La Hongrie a récemment provoqué des remous au sein de l’Union européenne en assouplissant son régime de visas pour les citoyens russes et bélarusses, un geste qui va à l’encontre des sanctions imposées par l’UE en réponse à l’invasion d’ampleur de l’Ukraine par la Russie : en septembre 2022, l’UE avait suspendu son accord de facilitation des visas avec la Russie, rendant le processus d’obtention de visas plus long, plus coûteux et plus strict pour les ressortissants russes.
Malgré cette suspension, Budapest a donc décidé d’étendre son programme de « Carte nationale », initialement destiné aux seuls travailleurs invités de certains pays voisins, aux citoyens russes et bélarusses. Ce programme permet à des migrants choisis d’obtenir un droit de séjour en Hongrie pendant deux ans, renouvelable pour trois années supplémentaires, ouvrant potentiellement la voie à une résidence permanente.

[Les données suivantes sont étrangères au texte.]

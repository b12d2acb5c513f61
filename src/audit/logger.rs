//! Audit logger for the session audit trail
//!
//! Each entry is written as a single JSON line and flushed immediately.

use std::fs::{File, OpenOptions};
use std::io::{BufRead, BufReader, Write};
use std::path::{Path, PathBuf};

use crate::error::{BudgetError, BudgetResult};

use super::entry::AuditEntry;

/// Appends audit entries to a JSONL file
pub struct AuditLogger {
    log_path: PathBuf,
}

impl AuditLogger {
    /// Create a new AuditLogger that writes to the specified path
    pub fn new(log_path: PathBuf) -> Self {
        Self { log_path }
    }

    /// Append an entry and flush
    pub fn log(&self, entry: &AuditEntry) -> BudgetResult<()> {
        self.log_batch(std::slice::from_ref(entry))
    }

    /// Append several entries with a single flush
    pub fn log_batch(&self, entries: &[AuditEntry]) -> BudgetResult<()> {
        if entries.is_empty() {
            return Ok(());
        }

        if let Some(parent) = self.log_path.parent() {
            if !parent.as_os_str().is_empty() {
                std::fs::create_dir_all(parent).map_err(|e| {
                    BudgetError::Io(format!("Failed to create audit log directory: {}", e))
                })?;
            }
        }

        let mut file = OpenOptions::new()
            .create(true)
            .append(true)
            .open(&self.log_path)
            .map_err(|e| BudgetError::Io(format!("Failed to open audit log: {}", e)))?;

        for entry in entries {
            let json = serde_json::to_string(entry).map_err(|e| {
                BudgetError::Json(format!("Failed to serialize audit entry: {}", e))
            })?;

            writeln!(file, "{}", json)
                .map_err(|e| BudgetError::Io(format!("Failed to write audit entry: {}", e)))?;
        }

        file.flush()
            .map_err(|e| BudgetError::Io(format!("Failed to flush audit log: {}", e)))?;

        Ok(())
    }

    /// Read all entries, oldest first
    pub fn read_all(&self) -> BudgetResult<Vec<AuditEntry>> {
        if !self.log_path.exists() {
            return Ok(Vec::new());
        }

        let file = File::open(&self.log_path)
            .map_err(|e| BudgetError::Io(format!("Failed to open audit log: {}", e)))?;

        let mut entries = Vec::new();
        for (line_num, line) in BufReader::new(file).lines().enumerate() {
            let line = line.map_err(|e| {
                BudgetError::Io(format!(
                    "Failed to read audit log line {}: {}",
                    line_num + 1,
                    e
                ))
            })?;

            if line.trim().is_empty() {
                continue;
            }

            let entry: AuditEntry = serde_json::from_str(&line).map_err(|e| {
                BudgetError::Json(format!(
                    "Failed to parse audit entry at line {}: {}",
                    line_num + 1,
                    e
                ))
            })?;
            entries.push(entry);
        }

        Ok(entries)
    }

    /// Read the most recent `count` entries
    pub fn read_recent(&self, count: usize) -> BudgetResult<Vec<AuditEntry>> {
        let mut all_entries = self.read_all()?;
        let start = all_entries.len().saturating_sub(count);
        Ok(all_entries.split_off(start))
    }

    /// Get the path to the audit log file
    pub fn path(&self) -> &Path {
        &self.log_path
    }
}

#[cfg(test)]
mod tests {
    use super::*;
    use crate::audit::entry::{EntityType, Operation};
    use crate::models::ExpenseCategory;
    use crate::services::Ledger;
    use tempfile::TempDir;

    fn create_test_logger() -> (AuditLogger, TempDir) {
        let temp_dir = TempDir::new().unwrap();
        let log_path = temp_dir.path().join("logs").join("audit.log");
        (AuditLogger::new(log_path), temp_dir)
    }

    fn recorded_entries(count: usize) -> Vec<AuditEntry> {
        let mut ledger = Ledger::new();
        (0..count)
            .map(|i| {
                let id = ledger
                    .add(ExpenseCategory::Other, &format!("{}", i + 1))
                    .unwrap();
                AuditEntry::expense_created(ledger.get(id).unwrap())
            })
            .collect()
    }

    #[test]
    fn test_log_and_read() {
        let (logger, _temp) = create_test_logger();
        let entry = recorded_entries(1).remove(0);

        logger.log(&entry).unwrap();

        let entries = logger.read_all().unwrap();
        assert_eq!(entries.len(), 1);
        assert_eq!(entries[0].operation, Operation::Create);
        assert_eq!(entries[0].entity_type, EntityType::Expense);
    }

    #[test]
    fn test_log_batch_and_read_recent() {
        let (logger, _temp) = create_test_logger();
        logger.log_batch(&recorded_entries(5)).unwrap();

        let recent = logger.read_recent(2).unwrap();
        assert_eq!(recent.len(), 2);
        assert_eq!(recent[0].entity_id, "exp-4");
        assert_eq!(recent[1].entity_id, "exp-5");
    }

    #[test]
    fn test_empty_log() {
        let (logger, _temp) = create_test_logger();
        assert!(logger.read_all().unwrap().is_empty());
        logger.log_batch(&[]).unwrap();
        assert!(!logger.path().exists());
    }

    #[test]
    fn test_appends_across_loggers() {
        let (logger, _temp) = create_test_logger();
        logger.log_batch(&recorded_entries(2)).unwrap();

        let reopened = AuditLogger::new(logger.path().to_path_buf());
        reopened.log_batch(&recorded_entries(1)).unwrap();

        assert_eq!(reopened.read_all().unwrap().len(), 3);
    }
}
//! Report export
//!
//! Writes the budget breakdown to CSV. The ledger itself is never persisted.

pub mod csv;

pub use self::csv::export_breakdown_csv;
use assert_cmd::Command;
use predicates::prelude::*;
use tempfile::TempDir;

fn budget(dir: &TempDir) -> Command {
    let mut cmd = Command::cargo_bin("budget").unwrap();
    cmd.env("MONTHLY_BUDGET_DIR", dir.path()).env_remove("RUST_LOG");
    cmd
}

#[test]
fn summary_reports_savings_and_overspending() {
    let dir = TempDir::new().unwrap();
    budget(&dir)
        .args(["summary", "-e", "housing=450", "-e", "groceries=80"])
        .assert()
        .success()
        .stdout(predicate::str::contains("€530.00"))
        .stdout(predicate::str::contains("You've met your savings goal!"))
        .stdout(predicate::str::contains("Over budget in 🏠 Housing by €350.00"))
        .stdout(predicate::str::contains("You can still spend €20.00 in 🍜 Groceries"));
}

#[test]
fn summary_reports_deficit() {
    let dir = TempDir::new().unwrap();
    budget(&dir)
        .args(["summary", "--income", "100", "-e", "housing=450,5"])
        .assert()
        .success()
        .stdout(predicate::str::contains("You're spending more than you earn!"));
}

#[test]
fn summary_rejects_invalid_amount() {
    let dir = TempDir::new().unwrap();
    budget(&dir)
        .args(["summary", "-e", "housing=abc"])
        .assert()
        .failure()
        .stderr(predicate::str::contains("Invalid expense 'housing=abc'"));
}

#[test]
fn summary_exports_csv() {
    let dir = TempDir::new().unwrap();
    let csv_path = dir.path().join("breakdown.csv");
    budget(&dir)
        .args(["summary", "-e", "housing=450", "-o"])
        .arg(&csv_path)
        .assert()
        .success()
        .stdout(predicate::str::contains("Breakdown exported to"));

    let contents = std::fs::read_to_string(&csv_path).unwrap();
    assert!(contents
        .starts_with("Category,Budgeted,Actual Spent,Remaining Budget,% of Budget Used"));
    assert!(contents.contains("Housing,€100.00,€450.00,-€350.00,450.0%"));
}

#[test]
fn session_reads_commands_from_stdin() {
    let dir = TempDir::new().unwrap();
    budget(&dir)
        .arg("session")
        .write_stdin("add housing 450\nadd groceries 80\nedit exp-2 abc\ncalc\nquit\n")
        .assert()
        .success()
        .stdout(predicate::str::contains("Added €450.00 to 🏠 Housing (exp-1)"))
        .stdout(predicate::str::contains("Kept €80.00 for exp-2"))
        .stdout(predicate::str::contains("€530.00"));
}

#[test]
fn session_is_the_default_command() {
    let dir = TempDir::new().unwrap();
    budget(&dir)
        .write_stdin("add other 5\nlist\n")
        .assert()
        .success()
        .stdout(predicate::str::contains("exp-1"))
        .stdout(predicate::str::contains("Total: €5.00"));
}

#[test]
fn session_writes_audit_log() {
    let dir = TempDir::new().unwrap();
    budget(&dir)
        .args(["session", "--audit"])
        .write_stdin("add housing 450\ndelete exp-1\nquit\n")
        .assert()
        .success();

    budget(&dir)
        .args(["history", "-n", "5"])
        .assert()
        .success()
        .stdout(predicate::str::contains("CREATE Expense exp-1"))
        .stdout(predicate::str::contains("DELETE Expense exp-1"));
}

#[test]
fn categories_lists_every_category() {
    let dir = TempDir::new().unwrap();
    budget(&dir)
        .arg("categories")
        .assert()
        .success()
        .stdout(predicate::str::contains("🏠 Housing"))
        .stdout(predicate::str::contains("📦 Other"));
}

#[test]
fn init_writes_settings() {
    let dir = TempDir::new().unwrap();
    budget(&dir).arg("init").assert().success();
    assert!(dir.path().join("config.json").exists());

    budget(&dir)
        .arg("config")
        .assert()
        .success()
        .stdout(predicate::str::contains("€1500.00"));
}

Le 16 août, les pays nordiques et baltiques (Danemark, Finlande, Islande, Norvège, Suède, Lettonie, Lituanie et Estonie) ont exprimé leur inquiétude dans une lettre adressée à la Commissaire européenne aux affaires intérieures, Ylva Johansson : ils craignent que l’assouplissement annoncé par la Hongrie ne crée une brèche dans la sécurité de l'espace Schengen en facilitant l'accès à des espions ou saboteurs russes. Pour les ministres à l’initiative de cette lettre, la Russie a « intensifié ses actions hybrides agressives contre l’UE et les pays de l’espace Schengen. Il s’agit notamment de sabotages, d’actes de violence, de provocations aux frontières et d’instrumentalisation des migrants […] Ces actions constituent une menace pour la sécurité ».
La réaction de l’UE ne s’est pas fait attendre. Y. Johansson a averti que la Commission évaluerait la conformité de ce programme avec les lois européennes, soulignant que tout risque pour la sécurité de l’espace Schengen serait pris très au sérieux et rappelé que les décisions individuelles des États membres en matière de visas devaient veiller à ne pas compromettre l’intégrité de la zone.
En réponse aux critiques, le ministre hongrois des Affaires étrangères Péter Szijjártó a vivement défendu la position de son gouvernement, affirmant le 18 août que les ressortissants russes et bélarusses inclus dans le programme seraient soumis à des contrôles rigoureux avant d’entrer en Hongrie. Le programme ne poserait donc aucun risque pour la sécurité de la zone Schengen. Il en a profité pour accuser ses homologues baltes et nordiques de propager des mensonges et de se laisser aveugler par leur adhésion au « camp pro-guerre ».
Cet épisode s’inscrit dans un contexte plus large de relations tendues entre Budapest et Bruxelles, exacerbées par les liens étroits que la Hongrie continue d’entretenir avec la Russie. La politique étrangère hongroise, marquée par une diplomatie ambiguë entre Est et Ouest, contraste fortement avec la ligne dure adoptée par la majorité des États membres de l’UE, alimentant ainsi les divisions au sein de l’Union.
Sources : Euronews, Eunews.it, Site de la Commission européenne, The Kyiv Independent.